▶ [Records for this task]:
——
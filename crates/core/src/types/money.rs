//! Money and quantity helpers using decimal arithmetic.
//!
//! All monetary amounts are `rust_decimal::Decimal` values in the currency's
//! standard unit (rupees, dollars), rounded to two places after every
//! arithmetic step so drift never accumulates across many cart operations.

use core::fmt;
use core::str::FromStr;

use rust_decimal::{Decimal, RoundingStrategy};
use serde::{Deserialize, Serialize};

/// Number of decimal places kept for every monetary amount.
pub const MONEY_SCALE: u32 = 2;

/// Round an amount to two decimal places (midpoint away from zero).
#[must_use]
pub fn round_money(amount: Decimal) -> Decimal {
    amount.round_dp_with_strategy(MONEY_SCALE, RoundingStrategy::MidpointAwayFromZero)
}

/// Price of `quantity` units, rounded to two decimal places.
///
/// Quantity is signed so quantity deltas (and the non-positive quantities the
/// cart accepts mechanically) can be priced with the same helper.
#[must_use]
pub fn line_total(price: Decimal, quantity: i64) -> Decimal {
    round_money(price * Decimal::from(quantity))
}

/// [`line_total`], or `None` if the product does not fit in a `Decimal`.
#[must_use]
pub fn checked_line_total(price: Decimal, quantity: i64) -> Option<Decimal> {
    price.checked_mul(Decimal::from(quantity)).map(round_money)
}

/// Format an amount for display, e.g. `₹1499.00` or `-$3.50`.
#[must_use]
pub fn format_money(amount: Decimal, currency: CurrencyCode) -> String {
    let rounded = round_money(amount);
    if rounded.is_sign_negative() && !rounded.is_zero() {
        format!("-{}{:.2}", currency.symbol(), rounded.abs())
    } else {
        format!("{}{:.2}", currency.symbol(), rounded.abs())
    }
}

/// A price with currency information.
#[derive(Debug, Clone, Copy, PartialEq, Eq, Serialize, Deserialize)]
pub struct Price {
    /// Amount in the currency's standard unit (e.g., rupees, not paise).
    pub amount: Decimal,
    /// ISO 4217 currency code.
    pub currency_code: CurrencyCode,
}

impl Price {
    /// Create a new price.
    #[must_use]
    pub const fn new(amount: Decimal, currency_code: CurrencyCode) -> Self {
        Self {
            amount,
            currency_code,
        }
    }

    /// Format for display (e.g., "₹19.99").
    #[must_use]
    pub fn display(&self) -> String {
        format_money(self.amount, self.currency_code)
    }
}

impl fmt::Display for Price {
    fn fmt(&self, f: &mut fmt::Formatter<'_>) -> fmt::Result {
        f.write_str(&self.display())
    }
}

/// ISO 4217 currency codes.
#[derive(Debug, Clone, Copy, PartialEq, Eq, Hash, Serialize, Deserialize, Default)]
pub enum CurrencyCode {
    #[default]
    INR,
    USD,
    EUR,
    GBP,
}

impl CurrencyCode {
    /// Display symbol for the currency.
    #[must_use]
    pub const fn symbol(self) -> &'static str {
        match self {
            Self::INR => "₹",
            Self::USD => "$",
            Self::EUR => "€",
            Self::GBP => "£",
        }
    }

    /// Three-letter ISO code.
    #[must_use]
    pub const fn code(self) -> &'static str {
        match self {
            Self::INR => "INR",
            Self::USD => "USD",
            Self::EUR => "EUR",
            Self::GBP => "GBP",
        }
    }
}

/// Error returned when a currency code is not supported.
#[derive(thiserror::Error, Debug, Clone, PartialEq, Eq)]
#[error("unsupported currency code: {0}")]
pub struct UnknownCurrency(pub String);

impl FromStr for CurrencyCode {
    type Err = UnknownCurrency;

    fn from_str(s: &str) -> Result<Self, Self::Err> {
        match s.trim().to_ascii_uppercase().as_str() {
            "INR" => Ok(Self::INR),
            "USD" => Ok(Self::USD),
            "EUR" => Ok(Self::EUR),
            "GBP" => Ok(Self::GBP),
            _ => Err(UnknownCurrency(s.to_string())),
        }
    }
}
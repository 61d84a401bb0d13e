//! HTTP client for the remote commerce API.
//!
//! The remote API is the source of truth for wishlists, addresses, and
//! orders; this client only calls it. Every request carries a bearer
//! credential obtained from a [`CredentialSource`]. Refreshing expired
//! credentials is the credential source's job: a 401 surfaces as
//! [`ApiError::Unauthorized`] and is never retried here.
//!
//! # Endpoints
//!
//! - `GET /wishlist`, `POST /wishlist/add/{id}`, `DELETE /wishlist/remove/{id}`,
//!   `DELETE /wishlist/clear`
//! - `GET /addresses`, `POST /addresses`
//! - `POST /orders`

mod addresses;
mod orders;
mod types;
mod wishlist;

pub use types::{AddressEnvelope, AddressesEnvelope, OrderConfirmation};

use std::sync::Arc;
use std::time::Duration;

use reqwest::{RequestBuilder, StatusCode};
use secrecy::{ExposeSecret, SecretString};
use serde::de::DeserializeOwned;
use thiserror::Error;
use url::Url;

use crate::config::ApiConfig;

/// Errors that can occur when calling the commerce API.
#[derive(Debug, Error)]
pub enum ApiError {
    /// HTTP request failed (connection, timeout, TLS).
    #[error("HTTP error: {0}")]
    Http(#[from] reqwest::Error),

    /// Endpoint URL could not be built.
    #[error("invalid endpoint URL: {0}")]
    Url(#[from] url::ParseError),

    /// No credential is available (user is signed out).
    #[error("not signed in")]
    MissingCredential,

    /// The credential was rejected or has expired.
    #[error("Unauthorized: credential rejected")]
    Unauthorized,

    /// API returned an error response.
    #[error("API error: {status} - {message}")]
    Api { status: u16, message: String },

    /// Rate limited by the API.
    #[error("Rate limited, retry after {0} seconds")]
    RateLimited(u64),

    /// Failed to parse response.
    #[error("Parse error: {0}")]
    Parse(String),
}

impl ApiError {
    /// Whether the error is caused by the shopper's request or session rather
    /// than by a transport or server fault.
    #[must_use]
    pub const fn is_user_facing(&self) -> bool {
        match self {
            Self::MissingCredential | Self::Unauthorized | Self::RateLimited(_) => true,
            Self::Api { status, .. } => *status >= 400 && *status < 500,
            Self::Http(_) | Self::Url(_) | Self::Parse(_) => false,
        }
    }

    /// Message supplied by the server, if any.
    #[must_use]
    pub fn server_message(&self) -> Option<&str> {
        match self {
            Self::Api { message, .. } if !message.is_empty() => Some(message),
            _ => None,
        }
    }
}

/// Supplies the bearer credential for API calls.
///
/// The token lifecycle (login, refresh, logout) lives outside this crate.
pub trait CredentialSource: Send + Sync {
    /// Current bearer token, or `None` when signed out.
    fn bearer_token(&self) -> Option<SecretString>;
}

/// A fixed credential, e.g. from configuration.
#[derive(Clone, Default)]
pub struct StaticToken(Option<SecretString>);

impl StaticToken {
    /// Wrap a token (or the absence of one).
    #[must_use]
    pub const fn new(token: Option<SecretString>) -> Self {
        Self(token)
    }
}

impl std::fmt::Debug for StaticToken {
    fn fmt(&self, f: &mut std::fmt::Formatter<'_>) -> std::fmt::Result {
        f.debug_tuple("StaticToken")
            .field(&self.0.as_ref().map(|_| "[REDACTED]"))
            .finish()
    }
}

impl CredentialSource for StaticToken {
    fn bearer_token(&self) -> Option<SecretString> {
        self.0.clone()
    }
}

/// Error body shape returned by the API (`{"message": "..."}`).
#[derive(serde::Deserialize)]
struct ErrorBody {
    #[serde(alias = "error")]
    message: Option<String>,
}

// =============================================================================
// CommerceClient
// =============================================================================

/// Client for the remote commerce API.
///
/// Cheap to clone; clones share the connection pool and credential source.
#[derive(Clone)]
pub struct CommerceClient {
    inner: Arc<CommerceClientInner>,
}

struct CommerceClientInner {
    client: reqwest::Client,
    base_url: Url,
    credentials: Arc<dyn CredentialSource>,
}

impl CommerceClient {
    /// Create a new API client.
    ///
    /// # Errors
    ///
    /// Returns error if the HTTP client fails to build.
    pub fn new(
        config: &ApiConfig,
        credentials: impl CredentialSource + 'static,
    ) -> Result<Self, ApiError> {
        let client = reqwest::Client::builder()
            .timeout(Duration::from_secs(config.timeout_secs))
            .user_agent(concat!("shopfront-client/", env!("CARGO_PKG_VERSION")))
            .build()?;

        Ok(Self {
            inner: Arc::new(CommerceClientInner {
                client,
                base_url: config.base_url.clone(),
                credentials: Arc::new(credentials),
            }),
        })
    }

    /// Base URL all endpoints are resolved against.
    #[must_use]
    pub fn base_url(&self) -> &Url {
        &self.inner.base_url
    }

    /// Build an absolute endpoint URL from a path relative to the base URL.
    fn endpoint(&self, path: &str) -> Result<Url, ApiError> {
        let base = self.inner.base_url.as_str().trim_end_matches('/');
        let path = path.trim_start_matches('/');
        Ok(Url::parse(&format!("{base}/{path}"))?)
    }

    /// Attach the bearer credential and send.
    async fn send(&self, request: RequestBuilder) -> Result<reqwest::Response, ApiError> {
        let token = self
            .inner
            .credentials
            .bearer_token()
            .ok_or(ApiError::MissingCredential)?;

        Ok(request.bearer_auth(token.expose_secret()).send().await?)
    }

    /// Execute a GET request.
    pub(crate) async fn get<T: DeserializeOwned>(&self, path: &str) -> Result<T, ApiError> {
        let url = self.endpoint(path)?;
        let response = self.send(self.inner.client.get(url)).await?;
        Self::handle_response(response).await
    }

    /// Execute a POST request with an optional JSON body.
    pub(crate) async fn post<T: DeserializeOwned, B: serde::Serialize + Sync>(
        &self,
        path: &str,
        body: Option<&B>,
        headers: &[(&'static str, String)],
    ) -> Result<T, ApiError> {
        let url = self.endpoint(path)?;
        let mut request = self.inner.client.post(url);
        if let Some(body) = body {
            request = request.json(body);
        }
        for (name, value) in headers {
            request = request.header(*name, value);
        }
        let response = self.send(request).await?;
        Self::handle_response(response).await
    }

    /// Execute a DELETE request and parse the JSON body.
    pub(crate) async fn delete<T: DeserializeOwned>(&self, path: &str) -> Result<T, ApiError> {
        let url = self.endpoint(path)?;
        let response = self.send(self.inner.client.delete(url)).await?;
        Self::handle_response(response).await
    }

    /// Execute a DELETE request whose body is only an acknowledgement.
    pub(crate) async fn delete_ack(&self, path: &str) -> Result<(), ApiError> {
        let url = self.endpoint(path)?;
        let response = self.send(self.inner.client.delete(url)).await?;

        if response.status().is_success() {
            return Ok(());
        }

        Err(Self::parse_error(response).await)
    }

    /// Handle API response and parse JSON.
    async fn handle_response<T: DeserializeOwned>(
        response: reqwest::Response,
    ) -> Result<T, ApiError> {
        if !response.status().is_success() {
            return Err(Self::parse_error(response).await);
        }

        // Read as text first for better error diagnostics
        let body = response.text().await?;
        serde_json::from_str(&body).map_err(|e| {
            tracing::error!(
                error = %e,
                body = %body.chars().take(500).collect::<String>(),
                "Failed to parse commerce API response"
            );
            ApiError::Parse(e.to_string())
        })
    }

    /// Parse error response from the API.
    async fn parse_error(response: reqwest::Response) -> ApiError {
        let status = response.status();

        if status == StatusCode::UNAUTHORIZED {
            return ApiError::Unauthorized;
        }

        if status == StatusCode::TOO_MANY_REQUESTS {
            let retry_after = response
                .headers()
                .get("Retry-After")
                .and_then(|v| v.to_str().ok())
                .and_then(|s| s.parse().ok())
                .unwrap_or(1);
            return ApiError::RateLimited(retry_after);
        }

        let body = response.text().await.unwrap_or_default();
        let message = serde_json::from_str::<ErrorBody>(&body)
            .ok()
            .and_then(|b| b.message)
            .unwrap_or_default();

        tracing::warn!(
            status = %status,
            body = %body.chars().take(200).collect::<String>(),
            "Commerce API returned non-success status"
        );

        ApiError::Api {
            status: status.as_u16(),
            message,
        }
    }
}

#[cfg(test)]
#[allow(clippy::unwrap_used)]
mod tests {
    use super::*;

    fn client(base: &str) -> CommerceClient {
        let config = ApiConfig {
            base_url: Url::parse(base).unwrap(),
            timeout_secs: 5,
        };
        CommerceClient::new(&config, StaticToken::default()).unwrap()
    }

    #[test]
    fn test_endpoint_joins_paths() {
        let c = client("https://api.example.test/v1");
        assert_eq!(
            c.endpoint("/wishlist").unwrap().as_str(),
            "https://api.example.test/v1/wishlist"
        );

        let c = client("https://api.example.test/v1/");
        assert_eq!(
            c.endpoint("wishlist/add/p1").unwrap().as_str(),
            "https://api.example.test/v1/wishlist/add/p1"
        );
    }

    #[tokio::test]
    async fn test_missing_credential_short_circuits() {
        // No server is contacted: the credential check happens first
        let c = client("http://127.0.0.1:9");
        let result: Result<serde_json::Value, ApiError> = c.get("/wishlist").await;
        assert!(matches!(result, Err(ApiError::MissingCredential)));
    }

    #[test]
    fn test_user_facing_classification() {
        assert!(ApiError::Unauthorized.is_user_facing());
        assert!(
            ApiError::Api {
                status: 404,
                message: String::new()
            }
            .is_user_facing()
        );
        assert!(
            !ApiError::Api {
                status: 502,
                message: String::new()
            }
            .is_user_facing()
        );
        assert!(!ApiError::Parse("x".to_string()).is_user_facing());
    }

    #[test]
    fn test_server_message() {
        let err = ApiError::Api {
            status: 400,
            message: "Product already in wishlist".to_string(),
        };
        assert_eq!(err.server_message(), Some("Product already in wishlist"));
        assert_eq!(ApiError::Unauthorized.server_message(), None);
    }

    #[test]
    fn test_static_token_debug_redacts() {
        let token = StaticToken::new(Some(SecretString::from("tok_live_abc")));
        let debug = format!("{token:?}");
        assert!(!debug.contains("tok_live_abc"));
        assert!(debug.contains("REDACTED"));
    }
}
——
▶ [Activity]: In the listing, find every line with the word "Create" and state how many there are, nothing more.

▶ [Solution]: 2